ASSIGNED TASK →
Will you give every entry again exactly as it stands?

EXTRACTED RECORDS →
== Segment start ==

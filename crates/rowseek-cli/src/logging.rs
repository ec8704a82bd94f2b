//! Log subscriber setup.

use tracing_subscriber::EnvFilter;

/// Installs a stderr subscriber.
///
/// Without `-v` the filter comes from `RUST_LOG`, defaulting to warnings.
/// Each `-v` raises the level for the rowseek crates and overrides
/// `RUST_LOG`.
pub fn init(verbosity: u8) {
    let filter = match verbosity {
        0 => EnvFilter::try_from_default_env().unwrap_or_else(|_| EnvFilter::new("warn")),
        v => EnvFilter::new(directives(v)),
    };

    // A subscriber may already be installed (tests); keep it.
    let _ = tracing_subscriber::fmt()
        .with_env_filter(filter)
        .with_writer(std::io::stderr)
        .with_target(false)
        .try_init();
}

fn directives(verbosity: u8) -> &'static str {
    match verbosity {
        0 => "warn",
        1 => "warn,rowseek=debug,rowseek_cli=debug",
        _ => "info,rowseek=trace,rowseek_cli=trace",
    }
}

== Segment end ==

RESPONSE TO THE EXERCISE →
filename crates/rowseek-cli/src/logging.rs
repository ec8704a82bd94f2b
//! Log subscriber setup.

use tracing_subscriber::EnvFilter;

/// Installs a stderr subscriber.
///
/// Without `-v` the filter comes from `RUST_LOG`, defaulting to warnings.
/// Each `-v` raises the level for the rowseek crates and overrides
/// `RUST_LOG`.
pub fn init(verbosity: u8) {
    let filter = match verbosity {
        0 => EnvFilter::try_from_default_env().unwrap_or_else(|_| EnvFilter::new("warn")),
        v => EnvFilter::new(directives(v)),
    };

    // A subscriber may already be installed (tests); keep it.
    let _ = tracing_subscriber::fmt()
        .with_env_filter(filter)
        .with_writer(std::io::stderr)
        .with_target(false)
        .try_init();
}

fn directives(verbosity: u8) -> &'static str {
    match verbosity {
        0 => "warn",
        1 => "warn,rowseek=debug,rowseek_cli=debug",
        _ => "info,rowseek=trace,rowseek_cli=trace",
    }
}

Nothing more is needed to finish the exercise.